15. F.6.10 Discuss the prion hypothesis for the cause of spongiform encephalopathies. These are serious, incurable diseases of mammals. The best known examples are scrapie in sheep, BSE in cattle, and Creutzfeld-Jacob disease (CJD) in humans. In each case, the tissues of the brain are gradually broken down, giving a spongy appearance and causing premature aging, dementia and eventually death. Spongiform encephalopathies are infectious, but the nature of the infectious agent is puzzling. • Enzymes that digest DNA and RNA do not affect it • It is very heat stable and is not easily damaged by ionizing radiation • It cannot therefore be a living organism • It is affected by chemical treatments that denature proteins

16. F.6.10 Discuss the prion hypothesis for the cause of spongiform encephalopathies. (continued) Research has led to a protein of 254 amino acids, now called Prion Protein or PrP. There are two forms of PrP, the normal PrP^C, which is found on the surface of neurons and PrP^SC which is found in diseased brain tissue. According to the prion hypothesis, PrP^C is converted into PrP^SC by a conformational change and PrP^SC causes this change. So, if any PrP^SC is present in the brain, it will cause more and more to be produced by a sort of positive feedback. Brain cells attempt to digest it using protease, but part of the PrP^SC molecule resists the digestion and the resulting protein fibrils accumulate in brain cells, presumably causing symptoms of the disease.
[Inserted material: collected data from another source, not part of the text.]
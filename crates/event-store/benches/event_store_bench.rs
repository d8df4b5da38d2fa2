use common::RequestContext;
use criterion::{Criterion, criterion_group, criterion_main};
use event_store::{AggregateSource, Event, EventStore, InMemoryEventStore, create_event};

struct BenchAggregate {
    sequence_no: i64,
    changes: Vec<Event>,
}

impl BenchAggregate {
    fn with_events(root_id: &str, count: i64) -> Self {
        let mut agg = Self {
            sequence_no: 0,
            changes: Vec::new(),
        };
        for i in 0..count {
            let mut event = create_event(
                root_id,
                "Blog",
                serde_json::json!({"title": format!("post {i}")}),
            );
            agg.sequence_no += 1;
            event.meta.sequence_no = agg.sequence_no;
            event.meta.root_id = root_id.to_string();
            agg.changes.push(event);
        }
        agg
    }
}

impl AggregateSource for BenchAggregate {
    fn uncommitted_events(&self) -> &[Event] {
        &self.changes
    }

    fn clear_uncommitted(&mut self) {
        self.changes.clear();
    }
}

fn bench_persist_single_event(c: &mut Criterion) {
    let rt = tokio::runtime::Runtime::new().unwrap();

    c.bench_function("event_store/persist_single_event", |b| {
        b.iter(|| {
            rt.block_on(async {
                let store = InMemoryEventStore::new();
                let ctx = RequestContext::new().with_user("bench");
                let mut agg = BenchAggregate::with_events("blog-1", 1);
                store.persist(&ctx, &mut agg).await.unwrap();
            });
        });
    });
}

fn bench_persist_batch_10(c: &mut Criterion) {
    let rt = tokio::runtime::Runtime::new().unwrap();

    c.bench_function("event_store/persist_batch_10", |b| {
        b.iter(|| {
            rt.block_on(async {
                let store = InMemoryEventStore::new();
                let ctx = RequestContext::new().with_user("bench");
                let mut agg = BenchAggregate::with_events("blog-1", 10);
                store.persist(&ctx, &mut agg).await.unwrap();
            });
        });
    });
}

fn bench_read_aggregate_100(c: &mut Criterion) {
    let rt = tokio::runtime::Runtime::new().unwrap();

    let store = InMemoryEventStore::new();
    rt.block_on(async {
        let ctx = RequestContext::new().with_user("bench");
        let mut agg = BenchAggregate::with_events("blog-1", 100);
        store.persist(&ctx, &mut agg).await.unwrap();
    });

    c.bench_function("event_store/get_by_aggregate_100", |b| {
        b.iter(|| {
            rt.block_on(async {
                let events = store.get_by_aggregate("blog-1").await.unwrap();
                assert_eq!(events.len(), 100);
            });
        });
    });
}

criterion_group!(
    benches,
    bench_persist_single_event,
    bench_persist_batch_10,
    bench_read_aggregate_100
);
criterion_main!(benches);
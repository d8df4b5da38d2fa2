//! Shared types for the event-sourcing core.
//!
//! This crate holds the identifier newtypes and the explicit request
//! context that every layer of the system passes by value instead of
//! reading from process-wide state.

pub mod context;
pub mod types;

pub use context::RequestContext;
pub use types::EventId;
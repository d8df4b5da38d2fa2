//! The aggregate root: the unit of consistency for one event stream.

use event_store::{AggregateSource, Event};

/// Tracks one aggregate's stream position and uncommitted events.
///
/// Sequence numbers for a root are dense and strictly increasing:
/// every recorded change takes exactly `sequence_no + 1`, starting at 1.
/// Uncommitted events are cleared only by the store, after a successful
/// write.
#[derive(Debug, Clone, Default)]
pub struct AggregateRoot {
    root_id: String,
    sequence_no: i64,
    new_changes: Vec<Event>,
}

impl AggregateRoot {
    /// Creates a root with no history.
    pub fn new(root_id: impl Into<String>) -> Self {
        Self {
            root_id: root_id.into(),
            sequence_no: 0,
            new_changes: Vec::new(),
        }
    }

    /// The aggregate's identifier.
    pub fn root_id(&self) -> &str {
        &self.root_id
    }

    /// The sequence number of the latest recorded or applied event.
    pub fn sequence_no(&self) -> i64 {
        self.sequence_no
    }

    /// Records a new uncommitted event, stamping its stream position.
    ///
    /// Increments the sequence counter by exactly 1 and writes the new
    /// value into `meta.sequence_no` along with this root's id. Returns
    /// the stamped event as recorded.
    pub fn new_change(&mut self, mut event: Event) -> Event {
        self.sequence_no += 1;
        event.meta.sequence_no = self.sequence_no;
        event.meta.root_id = self.root_id.clone();
        self.new_changes.push(event.clone());
        event
    }

    /// Moves the stream position forward to a replayed event's sequence.
    ///
    /// Used during hydration; never moves the counter backwards.
    pub fn observe_sequence(&mut self, sequence_no: i64) {
        if sequence_no > self.sequence_no {
            self.sequence_no = sequence_no;
        }
    }
}

impl AggregateSource for AggregateRoot {
    fn uncommitted_events(&self) -> &[Event] {
        &self.new_changes
    }

    fn clear_uncommitted(&mut self) {
        self.new_changes.clear();
    }
}

#[cfg(test)]
mod tests {
    use super::*;
    use event_store::{create_event, update_event};

    #[test]
    fn new_change_assigns_dense_sequence_from_one() {
        let mut root = AggregateRoot::new("blog-1");

        for i in 0..5 {
            root.new_change(update_event(
                "blog-1",
                "Blog",
                serde_json::json!({"n": i}),
            ));
        }

        let seqs: Vec<i64> = root
            .uncommitted_events()
            .iter()
            .map(|e| e.meta.sequence_no)
            .collect();
        assert_eq!(seqs, vec![1, 2, 3, 4, 5]);
        assert_eq!(root.sequence_no(), 5);
    }

    #[test]
    fn new_change_stamps_root_id() {
        let mut root = AggregateRoot::new("blog-1");
        let stamped = root.new_change(create_event("post-1", "Post", serde_json::json!({})));
        assert_eq!(stamped.meta.root_id, "blog-1");
        assert_eq!(stamped.meta.sequence_no, 1);
    }

    #[test]
    fn observe_sequence_never_regresses() {
        let mut root = AggregateRoot::new("blog-1");
        root.observe_sequence(4);
        root.observe_sequence(2);
        assert_eq!(root.sequence_no(), 4);

        // Next change continues after the observed head.
        let stamped = root.new_change(update_event("blog-1", "Blog", serde_json::json!({})));
        assert_eq!(stamped.meta.sequence_no, 5);
    }

    #[test]
    fn clear_uncommitted_keeps_sequence_counter() {
        let mut root = AggregateRoot::new("blog-1");
        root.new_change(create_event("blog-1", "Blog", serde_json::json!({})));
        root.clear_uncommitted();

        assert!(root.uncommitted_events().is_empty());
        assert_eq!(root.sequence_no(), 1);
    }
}
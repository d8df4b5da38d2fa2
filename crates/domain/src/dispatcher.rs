//! Command dispatch: routing, concurrent fan-out, failure isolation.

use std::collections::HashMap;
use std::sync::Arc;

use common::RequestContext;
use event_store::EventStore;
use futures_core::future::BoxFuture;
use tokio::sync::Mutex;

use crate::command::Command;
use crate::error::DomainError;
use crate::schema::EntitySchema;

/// The wildcard command type: its handlers see every dispatched command.
pub const WILDCARD: &str = "*";

/// Explicit collaborator container passed into every dispatch call.
///
/// Replaces any framework-wide singleton: handlers receive the store
/// and schema registry from here, never from ambient state.
pub struct Container {
    event_store: Arc<dyn EventStore>,
    schemas: HashMap<String, Arc<dyn EntitySchema>>,
}

impl Container {
    /// Creates a container around an event store.
    pub fn new(event_store: Arc<dyn EventStore>) -> Self {
        Self {
            event_store,
            schemas: HashMap::new(),
        }
    }

    /// Registers the schema for an entity type.
    pub fn register_schema(&mut self, schema: Arc<dyn EntitySchema>) {
        self.schemas
            .insert(schema.entity_type().to_string(), schema);
    }

    /// The event store handlers persist through.
    pub fn event_store(&self) -> &Arc<dyn EventStore> {
        &self.event_store
    }

    /// The schema for an entity type, if one is registered.
    pub fn schema_for(&self, entity_type: &str) -> Option<&Arc<dyn EntitySchema>> {
        self.schemas.get(entity_type)
    }
}

/// A registered command handler.
///
/// Handlers signal failure by returning an error; the dispatcher still
/// converts unexpected panics into [`DomainError::HandlerPanic`] so one
/// faulty handler cannot take down its siblings.
pub type CommandHandler = Arc<
    dyn Fn(Arc<Container>, RequestContext, Command) -> BoxFuture<'static, Result<(), DomainError>>
        + Send
        + Sync,
>;

/// Wraps an async closure as a registrable [`CommandHandler`].
pub fn handler_fn<F, Fut>(f: F) -> CommandHandler
where
    F: Fn(Arc<Container>, RequestContext, Command) -> Fut + Send + Sync + 'static,
    Fut: Future<Output = Result<(), DomainError>> + Send + 'static,
{
    Arc::new(move |container, ctx, command| Box::pin(f(container, ctx, command)))
}

type HandlerKey = (String, String);

/// Routes commands to handlers registered by `(type, entity_type)`.
///
/// Resolution is a union, not a pure fallback: the exact pair first,
/// then type-only handlers when no exact match exists, and wildcard
/// handlers always. All resolved handlers run concurrently and the
/// call joins on every one of them. One async mutex guards both the
/// registration table and the fan-out, so only one dispatch executes
/// at a time per dispatcher instance.
#[derive(Default)]
pub struct CommandDispatcher {
    handlers: Mutex<HashMap<HandlerKey, Vec<CommandHandler>>>,
}

impl CommandDispatcher {
    /// Creates a dispatcher with no registered handlers.
    pub fn new() -> Self {
        Self::default()
    }

    /// Registers a handler for a `(command type, entity type)` pair.
    ///
    /// An empty entity type registers the handler for that command type
    /// on any entity; [`WILDCARD`] as the command type registers it for
    /// every command.
    pub async fn add_subscriber(
        &self,
        command_type: impl Into<String>,
        entity_type: impl Into<String>,
        handler: CommandHandler,
    ) {
        let key = (command_type.into(), entity_type.into());
        self.handlers
            .lock()
            .await
            .entry(key)
            .or_default()
            .push(handler);
    }

    /// Dispatches one command to every matched handler concurrently.
    ///
    /// Returns each handler's result in no particular order. A command
    /// matching zero handlers yields an empty list.
    #[tracing::instrument(skip(self, container, ctx, command), fields(
        command_type = %command.command_type,
        entity_type = %command.metadata.entity_type,
    ))]
    pub async fn dispatch(
        &self,
        container: Arc<Container>,
        ctx: &RequestContext,
        command: &Command,
    ) -> Result<Vec<Result<(), DomainError>>, DomainError> {
        if ctx.is_cancelled() {
            return Err(DomainError::Cancelled);
        }

        // Held across the fan-out: dispatch calls are serialized.
        let registry = self.handlers.lock().await;
        let resolved = Self::resolve(&registry, command);
        metrics::counter!("command_dispatcher_commands_dispatched").increment(1);

        let mut handles = Vec::with_capacity(resolved.len());
        for handler in resolved {
            let container = Arc::clone(&container);
            let ctx = ctx.clone();
            let command = command.clone();
            handles.push(tokio::spawn(async move {
                handler(container, ctx, command).await
            }));
        }

        let mut results = Vec::with_capacity(handles.len());
        for handle in handles {
            let result = match handle.await {
                Ok(result) => result,
                Err(join_err) => {
                    tracing::error!(error = %join_err, "command handler panicked");
                    Err(DomainError::HandlerPanic {
                        message: join_err.to_string(),
                    })
                }
            };
            results.push(result);
        }

        Ok(results)
    }

    fn resolve(
        registry: &HashMap<HandlerKey, Vec<CommandHandler>>,
        command: &Command,
    ) -> Vec<CommandHandler> {
        let command_type = command.command_type.as_str();
        let entity_type = command.metadata.entity_type.as_str();

        let mut resolved: Vec<CommandHandler> = Vec::new();

        // Tier 1: the exact pair.
        if let Some(exact) = registry.get(&(command_type.to_string(), entity_type.to_string())) {
            resolved.extend(exact.iter().cloned());
        }

        // Tier 2: type-only handlers, but only when tier 1 was empty.
        if resolved.is_empty()
            && !entity_type.is_empty()
            && let Some(general) = registry.get(&(command_type.to_string(), String::new()))
        {
            resolved.extend(general.iter().cloned());
        }

        // Tier 3: wildcard handlers always join the set.
        if command_type != WILDCARD
            && let Some(wildcard) = registry.get(&(WILDCARD.to_string(), String::new()))
        {
            resolved.extend(wildcard.iter().cloned());
        }

        resolved
    }
}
Experiments have shown that when experimental animals are inoculated with PrP^SC spongiform encephalopathies develop. However, not all observations can be accounted for by the prion hypothesis. It does not explain how rapidly the different forms of the disease progress, including sporadic CJD and variant CJD in humans. No other hypothesis seems plausible though, so research is focusing on modifications to the prion hypothesis.